I don’t belive that glurge should be fought with more glurge. Osama was already a mass-murderer by that time, he had been one for a while. No if we restrict the mass-murderer to a mass-murderer of Americans, well then it is still mistaken, as on February 26, 1993 six people were murdered and hundreds were injured in the first bombimg of the WTC.

Cite

“The memorial fountain, designed by
sculptor Elyn Zimmerman, was dedicated
to the victims: Port Authority employees
Robert Kirkpatrick, Steven Knapp,
William Macko, and Monica Rodriguez
Smith and her unborn child, to John
DiGiovanni, a visitor to the World Trade
Center, and to Wilfredo Mercado, a former
employee of Windows on the World.” from Cite (Adobe)

So yes, I agree that Clinton did not turn down an offer to have Osama deported to the US, or that the offer was made, but I don’t agree with the contention that the Clinton Administration or the US government had no knowledge that Osama was.

I went through this same glurge for a friend of mine whose mother sent it to her. Didn’t save my reply though.

Even if one grants the author his point, all that he establishes is that GWB isn’t the “worst president in history.” Sad when this is what your supporters are reduced to- “Well, he’s not the worst president in history.”

I sent twenty-two cases of vowels through a late night tv charity. What the hell happened to 'em?

I think that the point of this glurge is that Bush’s invasion of Iraq is just as bad as Clinton’s venture in the land of few vowels, ergo, Bush isn’t “worst president in history.” At worst, he’s in a dead heat with Clinton.
:wink:

Iraq itself’s been liberated several times in the past century. They should be one of the most liberated nations on the planet at this point. :wink:

Well, Bush worked up “concern.” That counts for something doesn’t it? :wink:

I wish I could remember who was saying it… IIRC, it was an Indonesian fella who commented that al Qaeda is now a brand name. All of a sudden, by means of sensationalized reports and through hopeful attribution, the number of “al Qaeda related” and “aQ linked” groups has grown dramatically.

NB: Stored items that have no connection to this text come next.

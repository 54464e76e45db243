use std::path::PathBuf;
use std::str::FromStr;
use std::time::Duration;

use fluxstudio_fal::queue::DEFAULT_QUEUE_URL;
use fluxstudio_fal::{FalQueueConfig, RetryConfig};
use fluxstudio_storage::history::DEFAULT_HISTORY_CAP;
use fluxstudio_storage::HistoryConfig;

/// A malformed configuration variable.
#[derive(Debug, Clone, PartialEq, thiserror::Error)]
#[error("{var} must be {expected}, got '{value}'")]
pub struct ConfigError {
    pub var: &'static str,
    pub expected: &'static str,
    pub value: String,
}

/// Studio configuration loaded from environment variables.
///
/// All fields have defaults suitable for local use.
#[derive(Debug, Clone)]
pub struct StudioConfig {
    /// fal.ai API key from `FAL_KEY`, used when none is stored.
    pub fal_key: Option<String>,
    /// Queue base URL (default: `https://queue.fal.run`).
    pub queue_url: String,
    /// Directory holding history and settings (default: `.fluxstudio`).
    pub data_dir: PathBuf,
    /// History cap (default: `50`); `None` when set to `0`.
    pub history_cap: Option<usize>,
    /// Per-HTTP-request timeout in seconds (default: `120`).
    pub request_timeout_secs: u64,
    /// Queue status poll interval in milliseconds (default: `500`).
    pub poll_interval_ms: u64,
    /// Longest wait for a queued request in seconds (default: `600`).
    pub poll_timeout_secs: u64,
    /// Total generation attempts, the first included (default: `3`).
    pub retry_max_attempts: u32,
    /// Linear backoff unit in milliseconds (default: `1000`).
    pub retry_base_delay_ms: u64,
}

impl StudioConfig {
    /// Load configuration from environment variables with defaults.
    ///
    /// | Env Var                | Default                 |
    /// |------------------------|-------------------------|
    /// | `FAL_KEY`              | unset                   |
    /// | `FAL_QUEUE_URL`        | `https://queue.fal.run` |
    /// | `FLUXSTUDIO_DATA_DIR`  | `.fluxstudio`           |
    /// | `HISTORY_CAP`          | `50` (`0` = unlimited)  |
    /// | `REQUEST_TIMEOUT_SECS` | `120`                   |
    /// | `POLL_INTERVAL_MS`     | `500`                   |
    /// | `POLL_TIMEOUT_SECS`    | `600`                   |
    /// | `RETRY_MAX_ATTEMPTS`   | `3`                     |
    /// | `RETRY_BASE_DELAY_MS`  | `1000`                  |
    pub fn from_env() -> Result<Self, ConfigError> {
        Self::from_lookup(|var| std::env::var(var).ok())
    }

    /// Like [`from_env`](Self::from_env) with an explicit variable source.
    pub fn from_lookup(lookup: impl Fn(&str) -> Option<String>) -> Result<Self, ConfigError> {
        let fal_key = lookup("FAL_KEY")
            .map(|key| key.trim().to_string())
            .filter(|key| !key.is_empty());

        let queue_url = lookup("FAL_QUEUE_URL")
            .map(|url| url.trim().trim_end_matches('/').to_string())
            .filter(|url| !url.is_empty())
            .unwrap_or_else(|| DEFAULT_QUEUE_URL.to_string());

        let data_dir = lookup("FLUXSTUDIO_DATA_DIR")
            .filter(|dir| !dir.trim().is_empty())
            .map(PathBuf::from)
            .unwrap_or_else(|| PathBuf::from(".fluxstudio"));

        let history_cap: usize = parse_var(
            &lookup,
            "HISTORY_CAP",
            DEFAULT_HISTORY_CAP,
            "a non-negative integer",
        )?;

        let request_timeout_secs: u64 =
            parse_var(&lookup, "REQUEST_TIMEOUT_SECS", 120, "a whole number of seconds")?;

        let poll_interval_ms: u64 =
            parse_var(&lookup, "POLL_INTERVAL_MS", 500, "a whole number of milliseconds")?;

        let poll_timeout_secs: u64 =
            parse_var(&lookup, "POLL_TIMEOUT_SECS", 600, "a whole number of seconds")?;

        let retry_max_attempts: u32 =
            parse_var(&lookup, "RETRY_MAX_ATTEMPTS", 3, "a positive integer")?;
        if retry_max_attempts == 0 {
            return Err(ConfigError {
                var: "RETRY_MAX_ATTEMPTS",
                expected: "a positive integer",
                value: "0".to_string(),
            });
        }

        let retry_base_delay_ms: u64 = parse_var(
            &lookup,
            "RETRY_BASE_DELAY_MS",
            1000,
            "a whole number of milliseconds",
        )?;

        Ok(Self {
            fal_key,
            queue_url,
            data_dir,
            history_cap: Some(history_cap).filter(|cap| *cap > 0),
            request_timeout_secs,
            poll_interval_ms,
            poll_timeout_secs,
            retry_max_attempts,
            retry_base_delay_ms,
        })
    }

    pub fn queue_config(&self) -> FalQueueConfig {
        FalQueueConfig {
            queue_url: self.queue_url.clone(),
            poll_interval: Duration::from_millis(self.poll_interval_ms),
            request_timeout: Duration::from_secs(self.request_timeout_secs),
            poll_timeout: Duration::from_secs(self.poll_timeout_secs),
        }
    }

    pub fn retry_config(&self) -> RetryConfig {
        RetryConfig {
            max_attempts: self.retry_max_attempts,
            base_delay: Duration::from_millis(self.retry_base_delay_ms),
        }
    }

    pub fn history_config(&self) -> HistoryConfig {
        HistoryConfig::default().with_cap(self.history_cap)
    }
}

fn parse_var<T: FromStr>(
    lookup: &impl Fn(&str) -> Option<String>,
    var: &'static str,
    default: T,
    expected: &'static str,
) -> Result<T, ConfigError> {
    match lookup(var) {
        None => Ok(default),
        Some(raw) if raw.trim().is_empty() => Ok(default),
        Some(raw) => raw.trim().parse().map_err(|_| ConfigError {
            var,
            expected,
            value: raw,
        }),
    }
}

Bush did the "without firing a shot " part. The inspector part, well… let’s just say that he had a little help.
:wink:

You have to see this through the lense of demonstrating that GWB’s not the “worst president in history.”
It’s not a brag so much as it’s just an example of, “He’s not that bad. I mean it’s only 300 a year.”
:wink:

Bush did all this while not allowing another fire-breathing dragon attack at home, as well. I don’t worry about fire-breathing dragons while GWB’s on watch.
:wink:

You missed the fundamental theme of this glurge even though it was explicitly stated. It’s not about GWB being superior, it about him not being the “worst president in history.”

Re-read it with this in mind.

:wink:

Our family has a little place on the island of Krk. Not Kirk or Krak or something a bit more vowelorific, just Krk. Now, sure its a beautiful little island, but after a few centuries, you would think someone would say, “Hey, thats fucked up. Lets put a vowel up in that beatch, Zdanko.” Nope. Easy to spell, though.

You donation was probably sold on the black market.

Prob’ly bought up by those greedy Hawaiians.